-By Warner Todd Huston
Black Entertainment Television has been playing what is being called a Public Service Announcement created by a rapper named Bomani “D’mite” Armah. It is in cartoon form and made in the Rapper music video style. However, it contains some very offensive language even as the underlying message is one encouraging children to read by telling them to read a “mother****ing book, N***er.” It’s a mixed message, indeed. Do we need to encourage kids to read by cursing at them every other word in a song aired to them on a black centric television station? Is this the proper type of work that should be seen on BET?

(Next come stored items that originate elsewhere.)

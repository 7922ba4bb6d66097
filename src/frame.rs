use serde::{Deserialize, Serialize};
use std::collections::HashMap;
use std::fmt;
use uuid::Uuid;

use crate::cel::Cel;
use crate::layer::LayerId;

/// Default frame duration in milliseconds.
pub const DEFAULT_FRAME_DURATION_MS: u32 = 100;

#[derive(Debug, Clone, Copy, PartialEq, Eq, Hash, Serialize, Deserialize)]
pub struct FrameId(pub Uuid);

impl FrameId {
    pub fn new() -> Self {
        Self(Uuid::new_v4())
    }
}

impl Default for FrameId {
    fn default() -> Self {
        Self::new()
    }
}

impl fmt::Display for FrameId {
    fn fmt(&self, f: &mut fmt::Formatter<'_>) -> fmt::Result {
        write!(f, "{}", self.0)
    }
}

/// One point in time of a sprite.
///
/// Cels are sparse: a layer that was never painted in this frame simply has
/// no entry, and that is a normal state rather than an error.
#[derive(Debug, Clone)]
pub struct Frame {
    pub id: FrameId,
    /// Display duration in milliseconds
    pub duration: u32,
    cels: HashMap<LayerId, Cel>,
}

impl Default for Frame {
    fn default() -> Self {
        Self::new(DEFAULT_FRAME_DURATION_MS)
    }
}

impl Frame {
    pub fn new(duration: u32) -> Self {
        Self {
            id: FrameId::new(),
            duration,
            cels: HashMap::new(),
        }
    }

    /// A new frame holding copies of every cel in `self` ("hold" frame).
    pub fn duplicate(&self) -> Self {
        Self {
            id: FrameId::new(),
            duration: self.duration,
            cels: self.cels.clone(),
        }
    }

    pub fn has_cel(&self, layer: LayerId) -> bool {
        self.cels.contains_key(&layer)
    }

    pub fn cel(&self, layer: LayerId) -> Option<&Cel> {
        self.cels.get(&layer)
    }

    pub fn cel_mut(&mut self, layer: LayerId) -> Option<&mut Cel> {
        self.cels.get_mut(&layer)
    }

    /// Returns the cel for `layer`, creating a transparent one on first use.
    pub fn cel_or_insert(&mut self, layer: LayerId, width: u32, height: u32) -> &mut Cel {
        self.cels.entry(layer).or_insert_with(|| {
            log::trace!("creating cel for layer {layer}");
            Cel::new(width, height)
        })
    }

    pub fn insert_cel(&mut self, layer: LayerId, cel: Cel) -> Option<Cel> {
        self.cels.insert(layer, cel)
    }

    pub fn remove_cel(&mut self, layer: LayerId) -> Option<Cel> {
        self.cels.remove(&layer)
    }

    pub fn cel_count(&self) -> usize {
        self.cels.len()
    }

    pub fn cels(&self) -> impl Iterator<Item = (LayerId, &Cel)> {
        self.cels.iter().map(|(id, cel)| (*id, cel))
    }

    pub(crate) fn cels_mut(&mut self) -> impl Iterator<Item = &mut Cel> {
        self.cels.values_mut()
    }
}
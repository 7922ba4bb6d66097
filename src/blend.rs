//! Per-pixel alpha compositing.
//!
//! All math works on straight alpha. The same operator is used for live
//! painting into a [`Cel`](crate::cel::Cel) and for flattening layers in the
//! [`Renderer`](crate::renderer::Renderer).

use serde::{Deserialize, Serialize};

use crate::color::Rgba;

/// How a painted color is combined with what is already in the cel.
#[derive(Debug, Clone, Copy, PartialEq, Eq, Default, Serialize, Deserialize)]
pub enum BlendMode {
    /// Standard src-over compositing.
    #[default]
    SourceOver,
    /// Overwrite the destination with the source as-is.
    Replace,
}

impl BlendMode {
    pub fn apply(self, dst: Rgba, src: Rgba) -> Rgba {
        match self {
            Self::SourceOver => blend_over(dst, src),
            Self::Replace => src,
        }
    }
}

/// Places `src` over `dst`.
///
/// A fully transparent result is always the zero pixel, so color channels
/// never linger under zero alpha.
pub fn blend_over(dst: Rgba, src: Rgba) -> Rgba {
    blend_over_with_opacity(dst, src, 1.0)
}

/// Places `src` over `dst` with `opacity` multiplied into the source alpha.
pub fn blend_over_with_opacity(dst: Rgba, src: Rgba, opacity: f32) -> Rgba {
    let sa = f64::from(src.a) / 255.0 * f64::from(opacity.clamp(0.0, 1.0));
    let da = f64::from(dst.a) / 255.0;
    let out_a = sa + da * (1.0 - sa);

    if out_a <= 0.0 {
        return Rgba::TRANSPARENT;
    }

    let channel = |s: u8, d: u8| -> u8 {
        let v = (f64::from(s) * sa + f64::from(d) * da * (1.0 - sa)) / out_a;
        v.round().clamp(0.0, 255.0) as u8
    };

    Rgba {
        r: channel(src.r, dst.r),
        g: channel(src.g, dst.g),
        b: channel(src.b, dst.b),
        a: (out_a * 255.0).round().clamp(0.0, 255.0) as u8,
    }
}
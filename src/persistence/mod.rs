//! Saving and loading sprites keyed by a project id.
//!
//! The engine talks to storage through [`SpriteStore`]. Records are JSON
//! with a schema version tag; records without one are the original layout
//! and get upgraded in memory on load.

mod record;
mod store;

use thiserror::Error;

pub use record::{CelRecord, FrameRecord, LayerRecord, ProjectRecord, SCHEMA_VERSION};
pub use store::{JsonFileStore, MemoryStore};

use crate::sprite::Sprite;

/// Errors that can occur during persistence operations. None of them leave
/// the in-memory sprite modified.
#[derive(Debug, Error)]
pub enum PersistenceError {
    #[error("Failed to serialize project: {0}")]
    Serialization(#[from] serde_json::Error),

    #[error("Failed to access project storage: {0}")]
    Io(#[from] std::io::Error),

    #[error("No project named {0:?}")]
    NotFound(String),

    #[error("Invalid project id {0:?}")]
    InvalidId(String),

    #[error("Invalid project data: {0}")]
    InvalidRecord(String),

    #[error("Unsupported project schema version {0}")]
    UnsupportedVersion(u64),
}

/// Result type for persistence operations
pub type PersistenceResult<T> = Result<T, PersistenceError>;

/// A place sprites can be saved to and loaded from by project id.
pub trait SpriteStore {
    fn save(&mut self, id: &str, sprite: &Sprite) -> PersistenceResult<()>;

    fn load(&self, id: &str) -> PersistenceResult<Sprite>;

    /// Ids of every stored project, sorted.
    fn list(&self) -> PersistenceResult<Vec<String>>;
}

/// Serializes `sprite` into the current record layout.
pub fn encode(id: &str, sprite: &Sprite) -> PersistenceResult<String> {
    Ok(serde_json::to_string(&ProjectRecord::from_sprite(id, sprite))?)
}

/// Parses a record of any known layout and rebuilds the sprite.
pub fn decode(json: &str) -> PersistenceResult<Sprite> {
    record::parse(json)?.into_sprite()
}
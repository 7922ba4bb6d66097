use crate::blend::BlendMode;
use crate::cel::Cel;
use crate::tool::trait_def::Tool;
use crate::tool::{Point, StrokeRecorder, ToolContext};

/// Freehand brush painting the context color with src-over.
#[derive(Debug, Clone, Default, PartialEq)]
pub struct BrushTool {
    /// Where the previous stroke started; the origin of a constrained line
    anchor: Option<Point>,
}

impl BrushTool {
    pub fn new() -> Self {
        Self::default()
    }

    pub fn clear_anchor(&mut self) {
        self.anchor = None;
    }
}

impl Tool for BrushTool {
    fn name(&self) -> &'static str {
        "Brush"
    }

    fn paint_point(&self, stroke: &mut StrokeRecorder, cel: &mut Cel, x: i32, y: i32, ctx: &ToolContext) {
        stroke.apply_pixel(cel, x, y, ctx.color, BlendMode::SourceOver);
    }

    fn anchor(&self) -> Option<Point> {
        self.anchor
    }

    fn set_anchor(&mut self, point: Point) {
        self.anchor = Some(point);
    }
}
#![warn(clippy::all, rust_2018_idioms)]

pub mod blend;
pub mod cel;
pub mod color;
pub mod command;
pub mod config;
pub mod editor;
pub mod error;
pub mod export;
pub mod frame;
pub mod layer;
pub mod persistence;
pub mod renderer;
pub mod sprite;
pub mod tool;

pub use blend::BlendMode;
pub use cel::{Cel, StrokeId};
pub use color::Rgba;
pub use command::{Command, CompositeCommand, History, PixelCommand};
pub use config::EngineConfig;
pub use editor::{Editor, FileState, SaveOutcome};
pub use error::{ConfigError, ExportError, SpriteError};
pub use frame::{Frame, FrameId};
pub use layer::{Layer, LayerId};
pub use persistence::{JsonFileStore, MemoryStore, PersistenceError, SpriteStore};
pub use renderer::{Checkerboard, PixelBuffer, Renderer};
pub use sprite::{CelKey, Sprite};
pub use tool::{Point, Tool, ToolBox, ToolContext, ToolKind};
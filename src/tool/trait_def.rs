use super::{Point, StrokeRecorder, ToolContext};
use crate::cel::Cel;

/// A paint tool. Tools only decide how a single pixel is painted; stroke
/// bookkeeping, line rasterization and history are shared by
/// [`ToolBox`](super::ToolBox).
pub trait Tool {
    fn name(&self) -> &'static str;

    /// Paint the pixel at (x, y) as part of `stroke`.
    fn paint_point(&self, stroke: &mut StrokeRecorder, cel: &mut Cel, x: i32, y: i32, ctx: &ToolContext);

    /// Last anchor for constrained straight lines. Tools without one never
    /// draw constrained lines.
    fn anchor(&self) -> Option<Point> {
        None
    }

    fn set_anchor(&mut self, _point: Point) {}
}
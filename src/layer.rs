use serde::{Deserialize, Serialize};
use std::fmt;
use uuid::Uuid;

/// A unique identifier for a layer. Stable across reordering and removal
/// of other layers.
#[derive(Debug, Clone, Copy, PartialEq, Eq, Hash, PartialOrd, Ord, Serialize, Deserialize)]
pub struct LayerId(pub Uuid);

impl LayerId {
    pub fn new() -> Self {
        Self(Uuid::new_v4())
    }
}

impl Default for LayerId {
    fn default() -> Self {
        Self::new()
    }
}

impl fmt::Display for LayerId {
    fn fmt(&self, f: &mut fmt::Formatter<'_>) -> fmt::Result {
        write!(f, "{}", self.0)
    }
}

/// One depth slice of a sprite. Holds no pixels itself; those live in the
/// per-frame [`Cel`](crate::cel::Cel)s.
#[derive(Debug, Clone, Serialize, Deserialize, PartialEq)]
pub struct Layer {
    /// Unique identifier for the layer
    pub id: LayerId,
    /// Display name of the layer
    pub name: String,
    /// Whether the layer takes part in compositing
    pub visible: bool,
    /// Multiplied into every pixel's alpha when compositing, in [0, 1]
    opacity: f32,
    /// Edit lock. Stored only; enforcing it is up to the editor shell.
    pub locked: bool,
}

impl Layer {
    pub fn new(name: &str) -> Self {
        Self::with_id(LayerId::new(), name)
    }

    pub fn with_id(id: LayerId, name: &str) -> Self {
        Self {
            id,
            name: name.to_string(),
            visible: true,
            opacity: 1.0,
            locked: false,
        }
    }

    pub fn opacity(&self) -> f32 {
        self.opacity
    }

    /// Sets the opacity, clamped to [0, 1]. NaN becomes fully transparent.
    pub fn set_opacity(&mut self, opacity: f32) {
        self.opacity = if opacity.is_nan() { 0.0 } else { opacity.clamp(0.0, 1.0) };
    }

    pub fn set_name(&mut self, name: String) {
        self.name = name;
    }

    /// True when compositing this layer can change the output.
    pub fn contributes(&self) -> bool {
        self.visible && self.opacity > 0.0
    }
}
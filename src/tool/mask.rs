/// Pixel offsets painted around the cursor for a brush of `size`.
///
/// Sizes below 4 use hand-made shapes; a computed disk reads poorly at those
/// radii. Size 0 behaves like size 1.
pub fn brush_mask(size: u32) -> Vec<(i32, i32)> {
    match size {
        0 | 1 => vec![(0, 0)],
        2 => vec![(-1, -1), (0, -1), (-1, 0), (0, 0)],
        3 => vec![(-1, 0), (0, 0), (0, -1), (1, 0), (0, 1)],
        _ => disk_mask(size),
    }
}

fn disk_mask(size: u32) -> Vec<(i32, i32)> {
    let radius = f64::from(size) / 2.0;
    let center = (f64::from(size) - 1.0) / 2.0;
    let half = (size / 2) as i32;

    let mut mask = Vec::new();
    for y in 0..size as i32 {
        for x in 0..size as i32 {
            let dx = f64::from(x) - center;
            let dy = f64::from(y) - center;
            if dx * dx + dy * dy <= radius * radius {
                mask.push((x - half, y - half));
            }
        }
    }
    mask
}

The thing begins in a school auditorium with bored kids looking on. The cartoon rapper starts by playing Beethoven’s Fifth on a piano (the whole song is set to the Fifth Symphony). “D’Mite” starts off by telling the kids, “See, I used to do songs with hooks and concepts and sh*t, right? Well, f*ck that, I’m trying to go platinum!” It then goes into the first verse which is made up entirely of “Read a book, read a book, read a mah fuc*in book,” repeated over and over again.
It’s over-the-top and offensive to be sure. But is it the “right message” despite that and to be congratulated? BET sure thinks it should.
I won’t embed this video here because it is filled with offensive language, but here is the YouTube link so that you may decide if you wish to watch it or not: http://www.youtube.com/watch?v=rN2VqFPNS8w.
OK, we all know that urging kids to read, especially minority kids, is the correct prescription to raise them up out of poverty. “Reading is power” is not just a hackneyed axiom. It is God’s honest truth! But, does such an encouragement have to be so darn crude? Is reading and education compatible with low behavior and foul language? Wouldn’t wide reading raise a kid OUT of using such gutter language?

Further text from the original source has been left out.